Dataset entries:

'''

//! Request routing: validate a `PrayerRequest`, pick the upstream query shape,
//! call the provider, and derive the response values.
//!
//! Everything here returns `Result<_, PrayerError>`; mapping to HTTP status
//! codes happens only in `server`.

use chrono::NaiveDate;
use std::sync::Arc;

use crate::clock::{self, ClockTime};
use crate::ingest::TimingsProvider;
use crate::logging::{self, Component};
use crate::model::{
    DerivedResult, Location, PrayerError, PrayerRequest, ProviderDay, TimingsQuery, ASR, DHUHR,
    END_OF_DAY, FAJR, ISHA, LAST_THIRD, MAGHRIB, SUNRISE,
};

pub const INVALID_DATE_DETAIL: &str = "Invalid date format. Use YYYY-MM-DD.";
pub const MISSING_LOCATION_DETAIL: &str =
    "Either provide (latitude & longitude) OR (city & country).";

// ---------------------------------------------------------------------------
// Input validation
// ---------------------------------------------------------------------------

/// Convert `YYYY-MM-DD` to the provider's `DD-MM-YYYY`, rejecting anything
/// that is not a real calendar day.
pub fn reformat_date(local_date: &str) -> Result<String, PrayerError> {
    let date = NaiveDate::parse_from_str(local_date, "%Y-%m-%d")
        .map_err(|_| PrayerError::InvalidInput(INVALID_DATE_DETAIL.to_string()))?;
    Ok(date.format("%d-%m-%Y").to_string())
}

/// A coordinate counts only when present and non-zero.
fn usable_coordinate(value: Option<f64>) -> Option<f64> {
    value.filter(|v| *v != 0.0)
}

fn usable_name(value: Option<&String>) -> Option<String> {
    value.filter(|s| !s.trim().is_empty()).cloned()
}

/// Decide which location form to send upstream. Coordinates win when both
/// forms are usable.
pub fn select_location(req: &PrayerRequest) -> Result<Location, PrayerError> {
    if let (Some(latitude), Some(longitude)) =
        (usable_coordinate(req.latitude), usable_coordinate(req.longitude))
    {
        return Ok(Location::Coordinates { latitude, longitude });
    }

    if let (Some(city), Some(country)) =
        (usable_name(req.city.as_ref()), usable_name(req.country.as_ref()))
    {
        return Ok(Location::City { city, country });
    }

    Err(PrayerError::InvalidInput(MISSING_LOCATION_DETAIL.to_string()))
}

/// Validate a request into the query the provider will see.
///
/// The date is checked first, so a request with both a bad date and no
/// location reports the date.
pub fn build_query(req: &PrayerRequest) -> Result<TimingsQuery, PrayerError> {
    let date = reformat_date(&req.local_date)?;
    let location = select_location(req)?;
    Ok(TimingsQuery {
        location,
        method: req.method,
        date,
    })
}

// ---------------------------------------------------------------------------
// Derivation
// ---------------------------------------------------------------------------

/// Build the response from one provider day.
///
/// The mid-night anchor is the span from Maghrib to 23:59; Lastthird, Fajr,
/// Sunrise, Dhuhr and Asr are each shifted forward by it.
pub fn derive_result(method: i64, day: &ProviderDay) -> Result<DerivedResult, PrayerError> {
    let maghrib_raw = day.timing(MAGHRIB)?;
    let maghrib = ClockTime::parse(maghrib_raw)?;
    let isha = ClockTime::parse(day.timing(ISHA)?)?;
    let anchor = clock::elapsed(maghrib, ClockTime::parse(END_OF_DAY)?);

    let shifted = |label: &str| -> Result<String, PrayerError> {
        let point = ClockTime::parse(day.timing(label)?)?;
        Ok(clock::shift(anchor, point).to_string())
    };

    Ok(DerivedResult {
        status: "success".to_string(),
        gregorian_date: day.readable_date.clone(),
        arabic_weekday: day.hijri_weekday.clone(),
        hijri_full_date: format!("{} {} {}", day.hijri_day, day.hijri_month, day.hijri_year),
        method,
        maghrib: maghrib_raw.to_string(),
        ishan: clock::elapsed(maghrib, isha).to_string(),
        last_night: shifted(LAST_THIRD)?,
        fajir: shifted(FAJR)?,
        sunrise: shifted(SUNRISE)?,
        dhuhr: shifted(DHUHR)?,
        asr: shifted(ASR)?,
        timings: day.timings.clone(),
    })
}

// ---------------------------------------------------------------------------
// Router
// ---------------------------------------------------------------------------

/// Stateless request handler. Built once at startup and shared.
#[derive(Clone)]
pub struct PrayerRouter {
    provider: Arc<dyn TimingsProvider>,
}

impl PrayerRouter {
    pub fn new(provider: Arc<dyn TimingsProvider>) -> Self {
        Self { provider }
    }

    /// Answer one request. Performs one blocking provider call.
    pub fn handle(&self, req: &PrayerRequest) -> Result<DerivedResult, PrayerError> {
        let query = build_query(req)?;
        let context = query.context();
        logging::debug(Component::Router, Some(&context), &format!("method {}", query.method));

        let day = self.provider.fetch_day(&query).inspect_err(|e| {
            logging::log_provider_failure(&context, "Timings lookup", e);
        })?;

        derive_result(req.method, &day).inspect_err(|e| {
            logging::error(Component::Router, Some(&context), &e.to_string());
        })
    }
}

// ---------------------------------------------------------------------------
// Tests
// ---------------------------------------------------------------------------
//! Wall-clock arithmetic over the `HH:MM` strings returned by the timings
//! provider.
//!
//! A `ClockTime` has no date and no timezone. Every operation here works
//! within a single nominal day and wraps modulo 24:00, so a difference or a
//! sum that would leave the day comes back in at the other end.

use chrono::{NaiveTime, TimeDelta, Timelike};
use std::fmt;
use std::str::FromStr;

const MINUTES_PER_DAY: i64 = 24 * 60;

// ---------------------------------------------------------------------------
// Errors
// ---------------------------------------------------------------------------

/// A clock string could not be read as a 24-hour `HH:MM` value.
#[derive(Debug, Clone, PartialEq, Eq)]
pub struct ClockError {
    pub input: String,
    pub reason: &'static str,
}

impl ClockError {
    fn new(input: &str, reason: &'static str) -> Self {
        Self {
            input: input.to_string(),
            reason,
        }
    }
}

impl fmt::Display for ClockError {
    fn fmt(&self, f: &mut fmt::Formatter<'_>) -> fmt::Result {
        write!(f, "Invalid clock time '{}': {}", self.input, self.reason)
    }
}

impl std::error::Error for ClockError {}

// ---------------------------------------------------------------------------
// ClockTime
// ---------------------------------------------------------------------------

/// A time of day with minute resolution.
#[derive(Debug, Clone, Copy, PartialEq, Eq, PartialOrd, Ord, Hash)]
pub struct ClockTime(NaiveTime);

impl ClockTime {
    /// Builds a clock time from its components. Returns `None` outside
    /// 00:00..=23:59.
    pub fn from_hm(hour: u32, minute: u32) -> Option<Self> {
        NaiveTime::from_hms_opt(hour, minute, 0).map(Self)
    }

    /// Builds a clock time from a minute count, wrapping modulo one day.
    pub fn from_minutes(minutes: i64) -> Self {
        let wrapped = minutes.rem_euclid(MINUTES_PER_DAY);
        Self(NaiveTime::MIN + TimeDelta::minutes(wrapped))
    }

    /// Parses a 24-hour clock string.
    ///
    /// Accepts `H:MM` and `HH:MM`. The provider occasionally appends a
    /// timezone note (`"05:12 (+03)"`); a single parenthesised suffix is
    /// ignored, any other trailing text is an error.
    pub fn parse(input: &str) -> Result<Self, ClockError> {
        let trimmed = input.trim();
        if trimmed.is_empty() {
            return Err(ClockError::new(input, "empty time string"));
        }

        let clock = match trimmed.split_once(char::is_whitespace) {
            None => trimmed,
            Some((clock, note)) => {
                let note = note.trim();
                let bracketed = note.len() >= 2 && note.starts_with('(') && note.ends_with(')');
                if !bracketed || note[1..note.len() - 1].contains(['(', ')']) {
                    return Err(ClockError::new(input, "unexpected text after HH:MM"));
                }
                clock
            }
        };

        let (h_str, m_str) = clock
            .split_once(':')
            .ok_or_else(|| ClockError::new(input, "expected HH:MM"))?;

        if !(1..=2).contains(&h_str.len()) || !h_str.bytes().all(|b| b.is_ascii_digit()) {
            return Err(ClockError::new(input, "hour must be 1 or 2 digits"));
        }
        if m_str.len() != 2 || !m_str.bytes().all(|b| b.is_ascii_digit()) {
            return Err(ClockError::new(input, "minute must be 2 digits"));
        }

        let hour: u32 = h_str
            .parse()
            .map_err(|_| ClockError::new(input, "hour is not a number"))?;
        let minute: u32 = m_str
            .parse()
            .map_err(|_| ClockError::new(input, "minute is not a number"))?;

        if hour > 23 {
            return Err(ClockError::new(input, "hour must be between 0 and 23"));
        }
        if minute > 59 {
            return Err(ClockError::new(input, "minute must be between 0 and 59"));
        }

        Self::from_hm(hour, minute).ok_or_else(|| ClockError::new(input, "out of range"))
    }

    pub fn hour(&self) -> u32 {
        self.0.hour()
    }

    pub fn minute(&self) -> u32 {
        self.0.minute()
    }

    /// Minutes elapsed since 00:00.
    pub fn minutes_of_day(&self) -> i64 {
        i64::from(self.hour() * 60 + self.minute())
    }
}

impl FromStr for ClockTime {
    type Err = ClockError;

    fn from_str(s: &str) -> Result<Self, Self::Err> {
        Self::parse(s)
    }
}

impl fmt::Display for ClockTime {
    fn fmt(&self, f: &mut fmt::Formatter<'_>) -> fmt::Result {
        write!(f, "{:02}:{:02}", self.hour(), self.minute())
    }
}

// ---------------------------------------------------------------------------
// Operations
// ---------------------------------------------------------------------------

/// Elapsed time from `from` to `to` on the same nominal day.
///
/// When `to` is earlier than `from` the interval is taken to cross midnight
/// and 24:00 is added, so the result is always in 00:00..=23:59.
pub fn elapsed(from: ClockTime, to: ClockTime) -> ClockTime {
    let delta = to.0.signed_duration_since(from.0);
    ClockTime::from_minutes(delta.num_minutes())
}

/// `point` shifted forward by `offset`, where `offset` is read as a
/// magnitude (hours and minutes) rather than a time of day.
pub fn shift(offset: ClockTime, point: ClockTime) -> ClockTime {
    let (shifted, _) = point
        .0
        .overflowing_add_signed(TimeDelta::minutes(offset.minutes_of_day()));
    ClockTime(shifted)
}

/// String form of [`elapsed`]: `"HH:MM"` from `a` to `b`.
pub fn duration(a: &str, b: &str) -> Result<String, ClockError> {
    Ok(elapsed(ClockTime::parse(a)?, ClockTime::parse(b)?).to_string())
}

/// String form of [`shift`]: `addend` moved forward by the offset `base`.
pub fn add_clock(base: &str, addend: &str) -> Result<String, ClockError> {
    Ok(shift(ClockTime::parse(base)?, ClockTime::parse(addend)?).to_string())
}

// ---------------------------------------------------------------------------
// Tests
// ---------------------------------------------------------------------------

#[cfg(test)]
mod tests {
    use super::*;

    #[test]
    fn test_parse_accepts_padded_and_unpadded_hours() {
        assert_eq!(ClockTime::parse("04:30"), Ok(ClockTime::from_hm(4, 30).unwrap()));
        assert_eq!(ClockTime::parse("4:30"), Ok(ClockTime::from_hm(4, 30).unwrap()));
        assert_eq!(ClockTime::parse("00:00"), Ok(ClockTime::from_hm(0, 0).unwrap()));
        assert_eq!(ClockTime::parse("23:59"), Ok(ClockTime::from_hm(23, 59).unwrap()));
    }

    #[test]
    fn test_parse_ignores_timezone_annotation() {
        let t = ClockTime::parse("05:12 (+03)").unwrap();
        assert_eq!(t.to_string(), "05:12");
    }

    #[test]
    fn test_parse_rejects_malformed_input() {
        for bad in ["", "   ", "0430", "04:3", "04:300", "123:00", "ab:cd", "24:00", "12:60", "-1:30", "04-30", "05:12 junk", "05:12 (+03) junk", "05:12 ()x"] {
            assert!(ClockTime::parse(bad).is_err(), "'{}' should not parse", bad);
        }
    }

    #[test]
    fn test_parse_error_names_the_input() {
        let err = ClockTime::parse("25:00").unwrap_err();
        assert_eq!(err.input, "25:00");
        assert!(err.to_string().contains("25:00"));
    }

    #[test]
    fn test_from_minutes_wraps_both_directions() {
        assert_eq!(ClockTime::from_minutes(0).to_string(), "00:00");
        assert_eq!(ClockTime::from_minutes(1440).to_string(), "00:00");
        assert_eq!(ClockTime::from_minutes(1500).to_string(), "01:00");
        assert_eq!(ClockTime::from_minutes(-90).to_string(), "22:30");
    }

    #[test]
    fn test_duration_forward() {
        assert_eq!(duration("18:00", "19:30").unwrap(), "01:30");
        assert_eq!(duration("18:12", "19:42").unwrap(), "01:30");
        assert_eq!(duration("18:12", "23:59").unwrap(), "05:47");
    }

    #[test]
    fn test_duration_same_time_is_zero() {
        assert_eq!(duration("12:00", "12:00").unwrap(), "00:00");
    }

    #[test]
    fn test_duration_backwards_wraps_across_midnight() {
        assert_eq!(duration("19:30", "18:00").unwrap(), "22:30");
        assert_eq!(duration("23:00", "00:30").unwrap(), "01:30");
    }

    #[test]
    fn test_add_clock() {
        assert_eq!(add_clock("00:15", "04:30").unwrap(), "04:45");
        assert_eq!(add_clock("05:47", "12:10").unwrap(), "17:57");
        assert_eq!(add_clock("00:00", "09:09").unwrap(), "09:09");
    }

    #[test]
    fn test_add_clock_wraps_across_midnight() {
        assert_eq!(add_clock("00:30", "23:50").unwrap(), "00:20");
        assert_eq!(add_clock("23:59", "23:59").unwrap(), "23:58");
    }

    #[test]
    fn test_operations_reject_bad_operands() {
        assert!(duration("18:00", "7pm").is_err());
        assert!(add_clock("x", "04:30").is_err());
    }
}
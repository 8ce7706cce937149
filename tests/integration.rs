//! Integration tests for the payroll engine HTTP API.
//!
//! Drives the router end to end:
//! - Employee registration, lookup, update and removal
//! - Period generation and duplicate rejection
//! - Statistics, department metrics, distribution and top earners
//! - The plain-text report
//! - Persistence through the JSON file stores
//! - Error cases

use axum::{
    body::Body,
    http::{Request, StatusCode},
    Router,
};
use rust_decimal::Decimal;
use serde_json::{json, Value};
use std::str::FromStr;
use tower::ServiceExt;

use payroll_engine::api::{create_router, AppState};
use payroll_engine::config::{ConfigLoader, PayrollConfig};
use payroll_engine::logging;
use payroll_engine::store::{
    InMemoryEmployeeStore, InMemoryPeriodStore, JsonEmployeeStore, JsonPeriodStore,
};

// =============================================================================
// Test Helpers
// =============================================================================

fn create_router_for_test() -> Router {
    logging::init_test();
    create_router(AppState::from_stores(
        InMemoryEmployeeStore::new(),
        InMemoryPeriodStore::new(),
        PayrollConfig::default(),
    ))
}

fn create_file_router(dir: &std::path::Path) -> Router {
    logging::init_test();
    let config = ConfigLoader::load("./config/payroll.yaml").expect("Failed to load config");
    create_router(AppState::from_stores(
        JsonEmployeeStore::new(dir.join("employees.json")),
        JsonPeriodStore::new(dir.join("periods")),
        config,
    ))
}

fn decimal(s: &str) -> Decimal {
    Decimal::from_str(s).unwrap()
}

fn amount(value: &Value) -> Decimal {
    decimal(value.as_str().expect("decimal serialized as string"))
}

async fn send(router: &Router, method: &str, uri: &str, body: Option<Value>) -> (StatusCode, Value) {
    let (status, bytes) = send_raw(router, method, uri, body).await;
    let json = if bytes.is_empty() {
        Value::Null
    } else {
        serde_json::from_slice(&bytes).unwrap()
    };
    (status, json)
}

async fn send_raw(
    router: &Router,
    method: &str,
    uri: &str,
    body: Option<Value>,
) -> (StatusCode, Vec<u8>) {
    let builder = Request::builder().method(method).uri(uri);
    let request = match body {
        Some(body) => builder
            .header("Content-Type", "application/json")
            .body(Body::from(body.to_string()))
            .unwrap(),
        None => builder.body(Body::empty()).unwrap(),
    };

    let response = router.clone().oneshot(request).await.unwrap();
    let status = response.status();
    let bytes = axum::body::to_bytes(response.into_body(), usize::MAX)
        .await
        .unwrap();
    (status, bytes.to_vec())
}

fn employee(id: &str, name: &str, salary: &str, department: &str, role: &str) -> Value {
    json!({
        "id": id,
        "name": name,
        "salary": salary,
        "department": department,
        "role": role
    })
}
//! Payroll line item model.
//!
//! A [`PayrollLineItem`] holds one employee's figures for one period. Only
//! the inputs are kept in memory; income, deductions and net pay are derived
//! from them on every access.

use rust_decimal::{Decimal, RoundingStrategy};
use serde::{Deserialize, Serialize};

use crate::config::PayrollConfig;

use super::Employee;

/// Rounds the mandatory contribution on `salary` to cents.
///
/// Midpoints round away from zero.
///
/// # Example
///
/// ```
/// use payroll_engine::models::mandatory_contribution;
/// use rust_decimal::Decimal;
/// use std::str::FromStr;
///
/// let rate = Decimal::from_str("0.0945").unwrap();
/// assert_eq!(mandatory_contribution(Decimal::new(800, 0), rate), Decimal::from_str("75.60").unwrap());
/// assert_eq!(mandatory_contribution(Decimal::new(10, 0), rate), Decimal::from_str("0.95").unwrap());
/// ```
pub fn mandatory_contribution(salary: Decimal, rate: Decimal) -> Decimal {
    (salary * rate).round_dp_with_strategy(2, RoundingStrategy::MidpointAwayFromZero)
}

/// One employee's payroll figures for one period.
///
/// # Example
///
/// ```
/// use payroll_engine::config::PayrollConfig;
/// use payroll_engine::models::{Employee, PayrollLineItem};
/// use rust_decimal::Decimal;
/// use std::str::FromStr;
///
/// let employee = Employee::new("1234567890", "Ana Lopez", Decimal::new(800, 0), "Ventas", "Asesora")?;
/// let item = PayrollLineItem::new(1, &employee, &PayrollConfig::default());
///
/// assert_eq!(item.total_income(), Decimal::new(850, 0));
/// assert_eq!(item.contribution(), Decimal::from_str("75.60").unwrap());
/// assert_eq!(item.net_pay(), Decimal::from_str("754.40").unwrap());
/// # Ok::<(), payroll_engine::error::EngineError>(())
/// ```
#[derive(Debug, Clone, PartialEq, Eq, Serialize, Deserialize)]
#[serde(try_from = "LineItemRecord", into = "LineItemRecord")]
pub struct PayrollLineItem {
    id: u32,
    employee: Employee,
    salary: Decimal,
    bonus: Decimal,
    contribution: Decimal,
    loan_deduction: Decimal,
}

impl PayrollLineItem {
    /// Builds the line item for `employee` using the configured allowances.
    pub fn new(id: u32, employee: &Employee, config: &PayrollConfig) -> Self {
        Self::from_parts(
            id,
            employee.clone(),
            config.bonus,
            config.loan_deduction,
            config.contribution_rate,
        )
    }

    /// Builds a line item from explicit bonus, loan and contribution rate.
    pub fn from_parts(
        id: u32,
        employee: Employee,
        bonus: Decimal,
        loan_deduction: Decimal,
        contribution_rate: Decimal,
    ) -> Self {
        let salary = employee.salary;
        Self {
            id,
            employee,
            salary,
            bonus,
            contribution: mandatory_contribution(salary, contribution_rate),
            loan_deduction,
        }
    }

    /// The 1-based position of this item within its period.
    pub fn id(&self) -> u32 {
        self.id
    }

    /// The employee copy embedded at generation time.
    pub fn employee(&self) -> &Employee {
        &self.employee
    }

    /// Base salary at generation time.
    pub fn salary(&self) -> Decimal {
        self.salary
    }

    /// Flat bonus.
    pub fn bonus(&self) -> Decimal {
        self.bonus
    }

    /// Mandatory contribution, already rounded to cents.
    pub fn contribution(&self) -> Decimal {
        self.contribution
    }

    /// Flat loan deduction.
    pub fn loan_deduction(&self) -> Decimal {
        self.loan_deduction
    }

    /// Salary plus bonus.
    pub fn total_income(&self) -> Decimal {
        self.salary + self.bonus
    }

    /// Contribution plus loan deduction.
    pub fn total_deductions(&self) -> Decimal {
        self.contribution + self.loan_deduction
    }

    /// Total income minus total deductions.
    pub fn net_pay(&self) -> Decimal {
        self.total_income() - self.total_deductions()
    }
}

/// The persisted form of a line item.
///
/// Carries the derived figures so a snapshot reads on its own; they are
/// checked against the inputs when the snapshot is loaded.
#[derive(Debug, Clone, Serialize, Deserialize)]
struct LineItemRecord {
    id: u32,
    employee: Employee,
    salary: Decimal,
    bonus: Decimal,
    total_income: Decimal,
    contribution: Decimal,
    loan_deduction: Decimal,
    total_deductions: Decimal,
    net_pay: Decimal,
}

impl From<PayrollLineItem> for LineItemRecord {
    fn from(item: PayrollLineItem) -> Self {
        Self {
            total_income: item.total_income(),
            total_deductions: item.total_deductions(),
            net_pay: item.net_pay(),
            id: item.id,
            employee: item.employee,
            salary: item.salary,
            bonus: item.bonus,
            contribution: item.contribution,
            loan_deduction: item.loan_deduction,
        }
    }
}

impl TryFrom<LineItemRecord> for PayrollLineItem {
    type Error = String;

    fn try_from(record: LineItemRecord) -> Result<Self, Self::Error> {
        if record.salary != record.employee.salary {
            return Err(format!(
                "line item {}: stored salary {} does not match employee salary {}",
                record.id, record.salary, record.employee.salary
            ));
        }

        let item = PayrollLineItem {
            id: record.id,
            employee: record.employee,
            salary: record.salary,
            bonus: record.bonus,
            contribution: record.contribution,
            loan_deduction: record.loan_deduction,
        };

        let checks = [
            ("total_income", record.total_income, item.total_income()),
            ("total_deductions", record.total_deductions, item.total_deductions()),
            ("net_pay", record.net_pay, item.net_pay()),
        ];
        for (field, stored, derived) in checks {
            if stored != derived {
                return Err(format!(
                    "line item {}: stored {} {} does not match derived {}",
                    record.id, field, stored, derived
                ));
            }
        }

        Ok(item)
    }
}
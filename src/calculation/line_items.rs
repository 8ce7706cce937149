//! Line item generation for a payroll run.
//!
//! This module turns the employee list into an ordered period, assigning
//! sequence ids by enumeration order.

use tracing::debug;

use crate::config::PayrollConfig;
use crate::models::{Employee, PayrollLineItem, PayrollPeriod, PeriodKey};

/// Builds the line item for the employee at 1-based position `sequence_id`.
///
/// # Example
///
/// ```
/// use payroll_engine::calculation::build_line_item;
/// use payroll_engine::config::PayrollConfig;
/// use payroll_engine::models::Employee;
/// use rust_decimal::Decimal;
/// use std::str::FromStr;
///
/// let luis = Employee::new("0987654321", "Luis Ruiz", Decimal::new(1200, 0), "IT", "Dev")?;
/// let item = build_line_item(2, &luis, &PayrollConfig::default());
/// assert_eq!(item.net_pay(), Decimal::from_str("1116.60").unwrap());
/// # Ok::<(), payroll_engine::error::EngineError>(())
/// ```
pub fn build_line_item(sequence_id: u32, employee: &Employee, config: &PayrollConfig) -> PayrollLineItem {
    let item = PayrollLineItem::new(sequence_id, employee, config);
    debug!(
        sequence_id,
        employee_id = %employee.id,
        contribution = %item.contribution(),
        net_pay = %item.net_pay(),
        "Built line item"
    );
    item
}

/// Builds a period from `employees`, one line item each, in the given order.
///
/// Sequence ids start at 1. An empty slice yields an empty period; the
/// service layer refuses to persist such a period.
pub fn build_period(
    period_id: u32,
    period_key: PeriodKey,
    employees: &[Employee],
    config: &PayrollConfig,
) -> PayrollPeriod {
    let mut period = PayrollPeriod::new(period_id, period_key);
    for (sequence_id, employee) in (1u32..).zip(employees) {
        period.append_line_item(build_line_item(sequence_id, employee, config));
    }
    period
}

#[cfg(test)]
mod tests {
    use super::*;
    use rust_decimal::Decimal;
    use std::str::FromStr;

    fn dec(s: &str) -> Decimal {
        Decimal::from_str(s).unwrap()
    }

    fn scenario_employees() -> Vec<Employee> {
        vec![
            Employee::new("1234567890", "Ana Lopez", dec("800"), "Ventas", "Asesora").unwrap(),
            Employee::new("0987654321", "Luis Ruiz", dec("1200"), "IT", "Dev").unwrap(),
        ]
    }

    #[test]
    fn test_build_period_scenario() {
        let period = build_period(
            1,
            PeriodKey::parse("202501").unwrap(),
            &scenario_employees(),
            &PayrollConfig::default(),
        );

        let items = period.line_items();
        assert_eq!(items.len(), 2);
        assert_eq!(items[0].employee().name, "Ana Lopez");
        assert_eq!(items[0].net_pay(), dec("754.40"));
        assert_eq!(items[1].employee().name, "Luis Ruiz");
        assert_eq!(items[1].net_pay(), dec("1116.60"));
        assert_eq!(period.totals().net_total, dec("1871.00"));
    }

    #[test]
    fn test_sequence_ids_follow_enumeration_order() {
        let period = build_period(
            7,
            PeriodKey::parse("202502").unwrap(),
            &scenario_employees(),
            &PayrollConfig::default(),
        );
        let ids: Vec<u32> = period.line_items().iter().map(PayrollLineItem::id).collect();
        assert_eq!(ids, vec![1, 2]);
        assert_eq!(period.id(), 7);
    }

    #[test]
    fn test_empty_employee_list_builds_empty_period() {
        let period = build_period(
            1,
            PeriodKey::parse("202501").unwrap(),
            &[],
            &PayrollConfig::default(),
        );
        assert!(period.is_empty());
        assert_eq!(period.totals().net_total, Decimal::ZERO);
    }

    #[test]
    fn test_configured_allowances_are_applied() {
        let config = PayrollConfig {
            bonus: dec("0"),
            loan_deduction: dec("0"),
            ..PayrollConfig::default()
        };
        let item = build_line_item(1, &scenario_employees()[0], &config);
        assert_eq!(item.net_pay(), dec("724.40"));
    }
}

'''

--- Work instructions ---
Report all lines of the data above that include the string "stored".

--- Completed exercise ---
                "line item {}: stored salary {} does not match employee salary {}",
        for (field, stored, derived) in checks {
            if stored != derived {
                    "line item {}: stored {} {} does not match derived {}",
                    record.id, field, stored, derived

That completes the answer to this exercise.